The cat is naturally independent but, through our intervention, it learns to rely upon us for the comfort of life, food, warmth, and protection.
It looks upon its owner as a mother- substitute.
When training your feline companion, try to think like a cat.
Understand its inherent desire to hunt, mark its domain, and defend its territory from other cats.
The urban outdoors is fraught with dangers, especially traffic, but life indoors is tedious, driving some cats to create their own mental stimulation.
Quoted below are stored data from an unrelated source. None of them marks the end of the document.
// Stream filter router
//
// While a distributed cast session is active, streams selected by the cast
// type follow the remote device. The cast target is only used while it is
// still announced as a connected remote device.

use std::sync::Arc;

use tracing::info;

use super::DeviceRouter;
use crate::audio::devices::{AudioDeviceManager, AudioStateManager, CastType};
use crate::audio::types::{AudioDeviceDescriptor, SourceType, StreamUsage};

#[derive(Debug, Clone)]
pub struct StreamFilterRouter {
    device_manager: Arc<AudioDeviceManager>,
    state_manager: Arc<AudioStateManager>,
}

/// Which remote list the cast target must appear in
#[derive(Debug, Clone, Copy)]
enum RemoteSide {
    Render,
    Capture,
}

impl StreamFilterRouter {
    pub fn new(device_manager: Arc<AudioDeviceManager>, state_manager: Arc<AudioStateManager>) -> Self {
        Self {
            device_manager,
            state_manager,
        }
    }

    /// Cast target if `follows` accepts the cast type and the target is still connected
    fn cast_target(&self, side: RemoteSide, follows: impl Fn(CastType) -> bool) -> AudioDeviceDescriptor {
        let routing = self.state_manager.get_distributed_routing_info();
        let Some(target) = routing.descriptor else {
            return AudioDeviceDescriptor::default();
        };
        if !follows(routing.cast_type) {
            return AudioDeviceDescriptor::default();
        }

        let remotes = match side {
            RemoteSide::Render => self.device_manager.get_remote_render_devices(),
            RemoteSide::Capture => self.device_manager.get_remote_capture_devices(),
        };
        if remotes.iter().any(|remote| remote.is_same_device(&target)) {
            info!(
                "Cast {:?} routes to remote {:?} on {}",
                routing.cast_type, target.device_type, target.network_id
            );
            target
        } else {
            AudioDeviceDescriptor::default()
        }
    }
}

impl DeviceRouter for StreamFilterRouter {
    fn name(&self) -> &'static str {
        "stream_filter_router"
    }

    fn get_media_render_device(&self, stream_usage: StreamUsage, _client_uid: i32) -> AudioDeviceDescriptor {
        self.cast_target(RemoteSide::Render, |cast| match cast {
            CastType::All => true,
            CastType::Projection => stream_usage == StreamUsage::Music,
            CastType::Null | CastType::Cooperation => false,
        })
    }

    fn get_call_render_device(&self, _stream_usage: StreamUsage, _client_uid: i32) -> AudioDeviceDescriptor {
        self.cast_target(RemoteSide::Render, |cast| cast == CastType::All)
    }

    fn get_call_capture_device(&self, _source_type: SourceType, _client_uid: i32) -> AudioDeviceDescriptor {
        self.cast_target(RemoteSide::Capture, |cast| cast == CastType::All)
    }

    fn get_record_capture_device(&self, source_type: SourceType, _client_uid: i32) -> AudioDeviceDescriptor {
        self.cast_target(RemoteSide::Capture, |cast| match cast {
            CastType::All => true,
            CastType::Projection => source_type == SourceType::Mic,
            CastType::Null | CastType::Cooperation => false,
        })
    }
}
Prevent behavioural problems by anticipating your cats needs.
Teach it how to cope with life with us.
PREPARING FOR LIFE INDOORS!
*Provide mental and physical stimulation through play and toys.
*Play constructively and give food rewards immediately when appropriate.
*Always use social deprivation, not physical abuse, as discipline.
*Anticipate natural needs by providing "cat-only" rest sites.
*Accept that cats live in a three dimensional world.
Create three dimensional activities and games.
*Using claws is natural, do not remove them!
"Cats need to do certain things. Our obligation is to train them to channel their behaviours in directions they enjoy and we find acceptable."
If you want your cat to venture outdoors, plan ahead:
*Train it to miaow and come to you on command.
*Provide all necessary amenities in your garden.
*Introduce it to the outdoors when it is hungry and wants to return home for food.
*Do not force an outdoor life on a cat afraid of it.
*Prevent access to roads. Traffic kills more cats then any other cause.
*Vaccinate your cat against infectious cat diseases.
*Ensure your cat wears suitable, safe identification.
*Because cats can slip their collars, they should carry two forms of ID.
*Use a safe collar with a breakaway section.
*Use effective means to control infectious disease and parasites.
*Be considerate to the needs of your neighbours.
YOUR CATS NUTRITIONAL NEEDS!
FOODS TO LIMIT.
Never give any food or nutrient in excess.
Avoid single-protein diets.
For example, a diet restricted to tinned tuna may cause severe liver problems.
Muscle meat alone, without the naturally accompanying organs, bones, and fur is deficient in some essential nutrients and may lead to decalcification of the bones, chronic pain, and eventual death.